When you write a function, you must declare the types of its parameters. But how do you do that when one of those parameters is itself a function?

The general syntax for specifying a function type is

( parameter-types ) -> return-type

For example, consider this predicate:

fun isEnglishVowel(c: Char) = c.lowercase() in "aeiou"

The type of this function is

(Char) -> Boolean

Now let’s write a higher-order function that has a parameter of this type.

Imagine that we need a function howMany() to count the number of characters in a string that satisfy a given predicate. (There is actually no need for such a function, as strings support the count() operation already, but let’s pretend that this doesn’t exist…)
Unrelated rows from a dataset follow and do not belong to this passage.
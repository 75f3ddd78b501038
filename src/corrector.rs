//! Homophone-aware sentence correction.
//!
//! Lifts a LIAPHON phoneme sequence to a natural-language sentence: the
//! phonemes become an IPA string, the IPA word-tokens are expanded into
//! their homophone candidates, and a word-level beam search over the
//! language model picks the best spelling sequence.
//!
//! Correction degrades gracefully: an uninitialized corrector refuses to
//! run and the caller falls back to raw phonemes.

use crate::defaults::DEFAULT_CORRECTOR_BEAM_WIDTH;
use crate::error::{CuedecError, Result};
use crate::lm::{LanguageModel, LmState};
use crate::phonemes::liaphon_to_ipa;
use serde::Deserialize;
use std::cmp::Ordering;
use std::collections::HashMap;
use std::fs;
use std::path::{Path, PathBuf};
use std::sync::Arc;

/// One line of the homophones file.
#[derive(Debug, Deserialize)]
struct HomophoneEntry {
    ipa: String,
    #[serde(default)]
    words: Vec<String>,
}

/// Word-level homophone disambiguator.
pub struct SentenceCorrector {
    homophones_path: PathBuf,
    lm: Arc<dyn LanguageModel>,
    homophones: HashMap<String, Vec<String>>,
    beam_width: usize,
    initialized: bool,
}

impl SentenceCorrector {
    /// Creates a corrector over a homophones file and a word-level
    /// language model. Call [`SentenceCorrector::initialize`] before use.
    pub fn new(homophones_path: impl Into<PathBuf>, lm: Arc<dyn LanguageModel>) -> Self {
        Self {
            homophones_path: homophones_path.into(),
            lm,
            homophones: HashMap::new(),
            beam_width: DEFAULT_CORRECTOR_BEAM_WIDTH,
            initialized: false,
        }
    }

    /// Overrides the beam width.
    pub fn with_beam_width(mut self, beam_width: usize) -> Self {
        self.beam_width = beam_width.max(1);
        self
    }

    /// Loads the homophones file: one JSON object per line with an
    /// `"ipa"` key and optional `"words"`. An entry without words maps
    /// to its own IPA string. Unparseable lines are skipped.
    pub fn initialize(&mut self) -> Result<()> {
        self.homophones.clear();
        self.initialized = false;

        let contents =
            fs::read_to_string(&self.homophones_path).map_err(|e| CuedecError::HomophonesLoad {
                path: self.homophones_path.display().to_string(),
                message: e.to_string(),
            })?;

        for line in contents.lines() {
            let line = line.trim();
            if line.is_empty() {
                continue;
            }
            let Ok(entry) = serde_json::from_str::<HomophoneEntry>(line) else {
                continue;
            };
            let words = if entry.words.is_empty() {
                vec![entry.ipa.clone()]
            } else {
                entry.words
            };
            self.homophones.insert(entry.ipa, words);
        }

        self.initialized = true;
        Ok(())
    }

    /// Loads homophones from an already-parsed mapping. Used by tests
    /// and embedders that manage the file themselves.
    pub fn with_homophones(mut self, homophones: HashMap<String, Vec<String>>) -> Self {
        self.homophones = homophones;
        self.initialized = true;
        self
    }

    /// Returns true once the homophones are loaded.
    pub fn is_initialized(&self) -> bool {
        self.initialized
    }

    /// The homophones file this corrector reads.
    pub fn homophones_path(&self) -> &Path {
        &self.homophones_path
    }

    /// Corrects a LIAPHON phoneme sequence into a sentence.
    ///
    /// Returns `None` when the corrector is uninitialized or the input
    /// produces no words; the caller keeps the raw phonemes.
    pub fn correct<S: AsRef<str>>(&self, liaphon: &[S]) -> Option<String> {
        if !self.initialized {
            return None;
        }

        let ipa_sentence = liaphon_to_ipa(liaphon);
        let mut ipa_tokens: Vec<&str> = ipa_sentence.split_whitespace().collect();
        if ipa_tokens.is_empty() && !ipa_sentence.is_empty() {
            ipa_tokens.push(&ipa_sentence);
        }
        if ipa_tokens.is_empty() {
            return None;
        }

        let candidate_lists: Vec<Vec<String>> = ipa_tokens
            .iter()
            .map(|&token| {
                self.homophones
                    .get(token)
                    .cloned()
                    .unwrap_or_else(|| vec![token.to_string()])
            })
            .collect();

        let best = self.beam_search(&candidate_lists)?;

        let mut sentence = best.join(" ");
        capitalize_in_place(&mut sentence);
        if !sentence.ends_with('.') {
            sentence.push('.');
        }
        Some(sentence)
    }

    /// Word-level beam search over homophone candidates.
    fn beam_search(&self, candidate_lists: &[Vec<String>]) -> Option<Vec<String>> {
        struct Beam {
            score: f32,
            state: LmState,
            words: Vec<String>,
        }

        let mut beams = vec![Beam {
            score: 0.0,
            state: self.lm.begin_state(),
            words: Vec::new(),
        }];

        for candidates in candidate_lists {
            let mut next: Vec<Beam> = Vec::with_capacity(beams.len() * candidates.len());
            for beam in &beams {
                for word in candidates {
                    let (state, delta) = self.lm.score(&beam.state, self.lm.index(word));
                    let mut words = beam.words.clone();
                    words.push(word.clone());
                    next.push(Beam {
                        score: beam.score + delta,
                        state,
                        words,
                    });
                }
            }

            if next.is_empty() {
                return None;
            }
            next.sort_by(|a, b| b.score.partial_cmp(&a.score).unwrap_or(Ordering::Equal));
            next.truncate(self.beam_width);
            beams = next;
        }

        beams.into_iter().next().map(|b| b.words)
    }
}

/// Uppercases the first character of `text` in place.
fn capitalize_in_place(text: &mut String) {
    let Some(first) = text.chars().next() else {
        return;
    };
    let upper: String = first.to_uppercase().collect();
    text.replace_range(..first.len_utf8(), &upper);
}

#[cfg(test)]
mod tests {
    use super::*;
    use crate::lm::{BOS_WORD, TableLm, UniformLm};
    use std::io::Write;
    use tempfile::NamedTempFile;

    fn uniform_lm() -> Arc<dyn LanguageModel> {
        Arc::new(UniformLm::new(-1.0))
    }

    #[test]
    fn test_uninitialized_corrector_refuses() {
        let corrector = SentenceCorrector::new("/nonexistent.jsonl", uniform_lm());
        assert!(!corrector.is_initialized());
        assert!(corrector.correct(&["b", "o~"]).is_none());
    }

    #[test]
    fn test_initialize_missing_file_errors() {
        let mut corrector = SentenceCorrector::new("/nonexistent.jsonl", uniform_lm());
        let result = corrector.initialize();
        assert!(matches!(result, Err(CuedecError::HomophonesLoad { .. })));
        assert!(!corrector.is_initialized());
    }

    #[test]
    fn test_initialize_parses_jsonl() {
        let mut file = NamedTempFile::new().unwrap();
        writeln!(file, r#"{{"ipa": "sɛ", "words": ["c'est", "sait", "ses"]}}"#).unwrap();
        writeln!(file, r#"{{"ipa": "bɔ̃ʒuʁ", "words": ["bonjour"]}}"#).unwrap();
        writeln!(file, r#"{{"ipa": "wi"}}"#).unwrap();
        writeln!(file, "not json at all").unwrap();
        file.flush().unwrap();

        let mut corrector = SentenceCorrector::new(file.path(), uniform_lm());
        corrector.initialize().unwrap();
        assert!(corrector.is_initialized());
        assert_eq!(corrector.homophones.len(), 3);
        assert_eq!(corrector.homophones["wi"], vec!["wi".to_string()]);
    }

    #[test]
    fn test_correct_single_known_word() {
        let mut homophones = HashMap::new();
        homophones.insert("bɔ̃ʒuʁ".to_string(), vec!["bonjour".to_string()]);
        let corrector =
            SentenceCorrector::new("unused.jsonl", uniform_lm()).with_homophones(homophones);

        let sentence = corrector.correct(&["b", "o~", "z^", "u", "r"]).unwrap();
        assert_eq!(sentence, "Bonjour.");
    }

    #[test]
    fn test_correct_prefers_lm_choice() {
        let mut homophones = HashMap::new();
        homophones.insert(
            "sɛ".to_string(),
            vec!["c'est".to_string(), "sait".to_string(), "ses".to_string()],
        );

        let lm = TableLm::new(-10.0)
            .with_unigram("sait", -4.0)
            .with_unigram("ses", -4.5)
            .with_bigram(BOS_WORD, "c'est", -0.2);
        let corrector =
            SentenceCorrector::new("unused.jsonl", Arc::new(lm)).with_homophones(homophones);

        let sentence = corrector.correct(&["s", "e^"]).unwrap();
        assert_eq!(sentence, "C'est.");
    }

    #[test]
    fn test_correct_multiple_words_uses_context() {
        let mut homophones = HashMap::new();
        homophones.insert("sɛ".to_string(), vec!["c'est".to_string(), "sait".to_string()]);
        homophones.insert("bo".to_string(), vec!["beau".to_string()]);

        let lm = TableLm::new(-10.0)
            .with_bigram(BOS_WORD, "c'est", -0.2)
            .with_bigram("c'est", "beau", -0.1)
            .with_unigram("sait", -0.1);
        let corrector =
            SentenceCorrector::new("unused.jsonl", Arc::new(lm)).with_homophones(homophones);

        // "s e^ _ b o^" → "sɛ bo" → two tokens.
        let sentence = corrector.correct(&["s", "e^", "_", "b", "o^"]).unwrap();
        assert_eq!(sentence, "C'est beau.");
    }

    #[test]
    fn test_unknown_token_falls_back_to_itself() {
        let corrector =
            SentenceCorrector::new("unused.jsonl", uniform_lm()).with_homophones(HashMap::new());
        let sentence = corrector.correct(&["b", "u"]).unwrap();
        assert_eq!(sentence, "Bu.");
    }

    #[test]
    fn test_existing_period_not_duplicated() {
        let mut homophones = HashMap::new();
        homophones.insert("wi".to_string(), vec!["oui.".to_string()]);
        let corrector =
            SentenceCorrector::new("unused.jsonl", uniform_lm()).with_homophones(homophones);
        assert_eq!(corrector.correct(&["w", "i"]).unwrap(), "Oui.");
    }

    #[test]
    fn test_empty_input_yields_none() {
        let corrector =
            SentenceCorrector::new("unused.jsonl", uniform_lm()).with_homophones(HashMap::new());
        assert!(corrector.correct::<&str>(&[]).is_none());
    }

    #[test]
    fn test_beam_width_one_is_greedy() {
        let mut homophones = HashMap::new();
        homophones.insert("a".to_string(), vec!["à".to_string(), "a".to_string()]);
        let lm = TableLm::new(-10.0).with_unigram("à", -0.5).with_unigram("a", -1.5);
        let corrector = SentenceCorrector::new("unused.jsonl", Arc::new(lm))
            .with_homophones(homophones)
            .with_beam_width(1);
        assert_eq!(corrector.correct(&["a"]).unwrap(), "À.");
    }
}
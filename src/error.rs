//! Error types for cuedec.

use thiserror::Error;

#[derive(Error, Debug)]
pub enum CuedecError {
    // Configuration errors
    #[error("Configuration file not found at {path}")]
    ConfigFileNotFound { path: String },

    #[error("Configuration error: {0}")]
    Config(#[from] toml::de::Error),

    // Vocabulary / lexicon errors
    #[error("Failed to load tokens from {path}: {message}")]
    TokensLoad { path: String, message: String },

    #[error("Failed to load lexicon from {path}: {message}")]
    LexiconLoad { path: String, message: String },

    #[error("Vocabulary is empty after loading {path}")]
    VocabularyEmpty { path: String },

    // Sequence model errors
    #[error("Sequence model not found at {path}")]
    ModelNotFound { path: String },

    #[error("Sequence model inference failed: {message}")]
    ModelInference { message: String },

    #[error("Model vocabulary size changed mid-stream: pinned {pinned}, got {got}")]
    VocabSizeMismatch { pinned: usize, got: usize },

    // Corrector errors
    #[error("Failed to load homophones from {path}: {message}")]
    HomophonesLoad { path: String, message: String },

    // General I/O errors
    #[error("I/O error: {0}")]
    Io(#[from] std::io::Error),

    // Generic error for cases not covered above
    #[error("{0}")]
    Other(String),
}

// Type alias for convenience
pub type Result<T> = std::result::Result<T, CuedecError>;
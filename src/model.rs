//! Sequence model adapter.
//!
//! The acoustic sequence model is an external collaborator: a pretrained
//! network mapping a fixed-length feature window to per-timestep
//! log-probabilities over the phoneme vocabulary. This module defines the
//! trait seam it plugs into, a mutex-guarded adapter so independent
//! streams can share one backend, and a mock backend for tests.

use crate::defaults::WINDOW_SIZE;
use crate::error::{CuedecError, Result};
use crate::features::FrameFeatures;
use std::path::Path;
use std::sync::Mutex;

/// Row-major `[steps × vocab]` matrix of per-timestep scores.
#[derive(Debug, Clone, PartialEq, Default)]
pub struct Logits {
    data: Vec<f32>,
    steps: usize,
    vocab: usize,
}

impl Logits {
    /// Creates a matrix from row-major data. Panics if the dimensions do
    /// not match the data length.
    pub fn new(data: Vec<f32>, steps: usize, vocab: usize) -> Self {
        assert_eq!(data.len(), steps * vocab, "logits shape mismatch");
        Self { data, steps, vocab }
    }

    /// The empty matrix, returned when no model is loaded.
    pub fn empty() -> Self {
        Self::default()
    }

    /// Number of timesteps.
    pub fn steps(&self) -> usize {
        self.steps
    }

    /// Vocabulary size.
    pub fn vocab(&self) -> usize {
        self.vocab
    }

    /// Returns true if the matrix holds no timesteps.
    pub fn is_empty(&self) -> bool {
        self.steps == 0 || self.vocab == 0
    }

    /// One timestep's scores.
    pub fn row(&self, t: usize) -> &[f32] {
        &self.data[t * self.vocab..(t + 1) * self.vocab]
    }

    /// Raw row-major data.
    pub fn data(&self) -> &[f32] {
        &self.data
    }

    /// Copies the inclusive row range `[start, end]` into a new matrix.
    pub fn slice_rows(&self, start: usize, end: usize) -> Self {
        let data = self.data[start * self.vocab..(end + 1) * self.vocab].to_vec();
        Self::new(data, end - start + 1, self.vocab)
    }

    /// Concatenates matrices along the time axis. All parts must share a
    /// vocabulary size; empty parts are skipped.
    pub fn concat(parts: &[Logits]) -> Self {
        let mut data = Vec::new();
        let mut steps = 0;
        let mut vocab = 0;
        for part in parts {
            if part.is_empty() {
                continue;
            }
            if vocab == 0 {
                vocab = part.vocab;
            }
            debug_assert_eq!(vocab, part.vocab);
            data.extend_from_slice(&part.data);
            steps += part.steps;
        }
        Self { data, steps, vocab }
    }

    /// Row-wise log-softmax with max-subtraction for numerical stability.
    pub fn log_softmax(&self) -> Self {
        let mut out = Vec::with_capacity(self.data.len());
        for t in 0..self.steps {
            let row = self.row(t);
            let max = row.iter().copied().fold(f32::NEG_INFINITY, f32::max);
            let log_sum = row.iter().map(|v| (v - max).exp()).sum::<f32>().ln();
            out.extend(row.iter().map(|v| v - max - log_sum));
        }
        Self::new(out, self.steps, self.vocab)
    }
}

/// Trait for the sequence model backend.
///
/// This trait allows swapping implementations (real interpreter vs mock).
/// The backend sees three inputs per frame (lips, hand shape, hand
/// position); a window shorter than `window` frames is zero-padded on the
/// right, a longer one is truncated.
pub trait SequenceModel: Send {
    /// Load model weights from `path`. Returns false on a missing file or
    /// an incompatible model shape.
    fn load(&mut self, path: &Path) -> bool;

    /// Run inference over one padded window.
    ///
    /// Returns the empty matrix when no model is loaded; allocation or
    /// invoke failures are fatal errors.
    fn infer(&mut self, frames: &[FrameFeatures], window: usize) -> Result<Logits>;

    /// Check if weights are loaded.
    fn is_loaded(&self) -> bool;
}

/// Thread-safe wrapper around a [`SequenceModel`] backend.
///
/// Independent pipelines may share one adapter; concurrent inference is
/// serialized by the internal mutex. Within a single stream no
/// concurrency occurs.
pub struct ModelAdapter {
    inner: Mutex<AdapterInner>,
}

struct AdapterInner {
    backend: Box<dyn SequenceModel>,
    last_steps: usize,
    last_vocab: usize,
}

impl ModelAdapter {
    /// Wraps a backend.
    pub fn new(backend: Box<dyn SequenceModel>) -> Self {
        Self {
            inner: Mutex::new(AdapterInner {
                backend,
                last_steps: 0,
                last_vocab: 0,
            }),
        }
    }

    /// Loads model weights, returning false on failure.
    pub fn load(&self, path: &Path) -> bool {
        match self.inner.lock() {
            Ok(mut inner) => inner.backend.load(path),
            Err(_) => false,
        }
    }

    /// Returns true if the backend has weights loaded.
    pub fn is_loaded(&self) -> bool {
        match self.inner.lock() {
            Ok(inner) => inner.backend.is_loaded(),
            Err(_) => false,
        }
    }

    /// Runs inference over one window, default [`WINDOW_SIZE`] frames.
    ///
    /// Returns the empty matrix when the backend is not loaded.
    pub fn infer(&self, frames: &[FrameFeatures]) -> Result<Logits> {
        self.infer_window(frames, WINDOW_SIZE)
    }

    /// Runs inference with an explicit window length.
    pub fn infer_window(&self, frames: &[FrameFeatures], window: usize) -> Result<Logits> {
        let mut inner = self
            .inner
            .lock()
            .map_err(|_| CuedecError::ModelInference {
                message: "model adapter mutex poisoned".to_string(),
            })?;
        let logits = inner.backend.infer(frames, window)?;
        if !logits.is_empty() {
            inner.last_steps = logits.steps();
            inner.last_vocab = logits.vocab();
        }
        Ok(logits)
    }

    /// Vocabulary size reported by the most recent successful inference.
    pub fn vocab_size(&self) -> usize {
        self.inner.lock().map(|i| i.last_vocab).unwrap_or(0)
    }

    /// Sequence length reported by the most recent successful inference.
    pub fn last_sequence_length(&self) -> usize {
        self.inner.lock().map(|i| i.last_steps).unwrap_or(0)
    }
}

/// Mock sequence model for testing.
///
/// Emits one output step per window frame with a peaked score at a label
/// read from the frame itself: `hand_shape[0]`, rounded, is the target
/// token index. All-zero padding frames therefore peak at the blank.
#[derive(Debug, Clone)]
pub struct MockSequenceModel {
    vocab: usize,
    loaded: bool,
    peak: f32,
    should_fail: bool,
}

impl MockSequenceModel {
    /// Creates a loaded mock with the given vocabulary size.
    pub fn new(vocab: usize) -> Self {
        Self {
            vocab,
            loaded: true,
            peak: 10.0,
            should_fail: false,
        }
    }

    /// Creates a mock that behaves as if no weights were ever loaded.
    pub fn unloaded(vocab: usize) -> Self {
        Self {
            loaded: false,
            ..Self::new(vocab)
        }
    }

    /// Configure the mock to fail fatally on infer.
    pub fn with_failure(mut self) -> Self {
        self.should_fail = true;
        self
    }

    /// Configure the peak score used for the scripted label.
    pub fn with_peak(mut self, peak: f32) -> Self {
        self.peak = peak;
        self
    }

    /// Encodes a token label into a frame the mock will recognize.
    pub fn frame_for_label(label: usize) -> FrameFeatures {
        let mut frame = FrameFeatures::zeroed();
        frame.hand_shape[0] = label as f32;
        frame
    }
}

impl SequenceModel for MockSequenceModel {
    fn load(&mut self, path: &Path) -> bool {
        if !path.exists() {
            return false;
        }
        self.loaded = true;
        true
    }

    fn infer(&mut self, frames: &[FrameFeatures], window: usize) -> Result<Logits> {
        if self.should_fail {
            return Err(CuedecError::ModelInference {
                message: "mock inference failure".to_string(),
            });
        }
        if !self.loaded {
            return Ok(Logits::empty());
        }

        let steps = if window > 0 { window } else { frames.len() };
        let mut data = vec![0.0f32; steps * self.vocab];
        for t in 0..steps {
            let label = frames
                .get(t)
                .map(|f| f.hand_shape[0].round().max(0.0) as usize)
                .unwrap_or(0)
                .min(self.vocab.saturating_sub(1));
            data[t * self.vocab + label] = self.peak;
        }
        Ok(Logits::new(data, steps, self.vocab))
    }

    fn is_loaded(&self) -> bool {
        self.loaded
    }
}
//! cuedec - Streaming cued-speech recognition core
//!
//! Turns per-frame face/hand/lip landmarks into a rolling phoneme
//! transcript via overlap-save windowed inference and lexicon-constrained
//! CTC beam search, optionally lifted to a sentence through homophone
//! disambiguation.

pub mod config;
pub mod corrector;
pub mod decoder;
pub mod defaults;
pub mod dict;
pub mod error;
pub mod features;
pub mod landmarks;
pub mod lm;
pub mod model;
pub mod phonemes;
pub mod stream;
pub mod trie;
pub mod window;
//! Lexicon prefix trie keyed by token-index paths.
//!
//! Arena-backed: nodes live in one `Vec` and refer to each other by
//! index, so there are no owning back-pointers. Terminal nodes carry the
//! word index and its unigram log-prior; after insertion the trie is
//! smeared (MAX) so every node knows the best prior reachable in its
//! subtree, which gives the beam search an admissible pruning heuristic.

use std::collections::HashMap;

/// Index of the root node in every trie arena.
pub const TRIE_ROOT: usize = 0;

/// A word ending at a trie node, with its unigram log-prior.
#[derive(Debug, Clone, Copy, PartialEq)]
pub struct TrieLabel {
    pub word: usize,
    pub score: f32,
}

#[derive(Debug, Clone, Default)]
struct TrieNode {
    children: HashMap<usize, usize>,
    labels: Vec<TrieLabel>,
    max_score: f32,
}

/// Arena-backed lexicon trie.
#[derive(Debug, Clone)]
pub struct Trie {
    nodes: Vec<TrieNode>,
}

impl Trie {
    /// Creates a trie holding only the root.
    pub fn new() -> Self {
        Self {
            nodes: vec![TrieNode::default()],
        }
    }

    /// Inserts one spelling for `word` with its unigram log-prior.
    pub fn insert(&mut self, tokens: &[usize], word: usize, score: f32) {
        let mut node = TRIE_ROOT;
        for &token in tokens {
            let existing = self.nodes[node].children.get(&token).copied();
            node = match existing {
                Some(child) => child,
                None => {
                    let child = self.nodes.len();
                    self.nodes.push(TrieNode::default());
                    self.nodes[node].children.insert(token, child);
                    child
                }
            };
        }
        self.nodes[node].labels.push(TrieLabel { word, score });
    }

    /// Child of `node` along `token`, if any.
    pub fn child(&self, node: usize, token: usize) -> Option<usize> {
        self.nodes[node].children.get(&token).copied()
    }

    /// Words terminating at `node`.
    pub fn labels(&self, node: usize) -> &[TrieLabel] {
        &self.nodes[node].labels
    }

    /// Best unigram log-prior reachable in the subtree under `node`.
    /// Meaningful only after [`Trie::smear`].
    pub fn max_score(&self, node: usize) -> f32 {
        self.nodes[node].max_score
    }

    /// Total node count, root included.
    pub fn node_count(&self) -> usize {
        self.nodes.len()
    }

    /// Propagates the maximum label score of every subtree up to its
    /// root (MAX smearing).
    pub fn smear(&mut self) {
        self.smear_node(TRIE_ROOT);
    }

    fn smear_node(&mut self, node: usize) -> f32 {
        let children: Vec<usize> = self.nodes[node].children.values().copied().collect();

        let mut best = self.nodes[node]
            .labels
            .iter()
            .map(|l| l.score)
            .fold(f32::NEG_INFINITY, f32::max);

        for child in children {
            best = best.max(self.smear_node(child));
        }

        self.nodes[node].max_score = best;
        best
    }
}

impl Default for Trie {
    fn default() -> Self {
        Self::new()
    }
}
We could implement howMany() like so:

fun String.howMany(include: (Char) -> Boolean): Int {
    var count = 0
    for (character in this) {
        if (include(character)) {
            count += 1
        }
    }
    return count
}

Notice the String. prefix to the function name on the first line. This defines howMany() as an extension function of the String class and allows us to invoke it as if it were a method of that class.

howMany() has a single parameter, include, with a type of (Char) -> Boolean: i.e., a function that takes a single Char and returns a Boolean.

The for loop iterates over the characters of the string on which howMany() has been invoked. We refer to that string using the special variable name this.

Task 8.5

Try using the howMany() function described above.

  1. In the tasks/task8_5 subdirectory of your repository, create a file named Count.kt, containing the definition of howMany() shown above. Check that the code compiles before proceeding further.

  2. Add a main() function that creates a string and then calls howMany() on it in various ways, using different lambdas as the argument.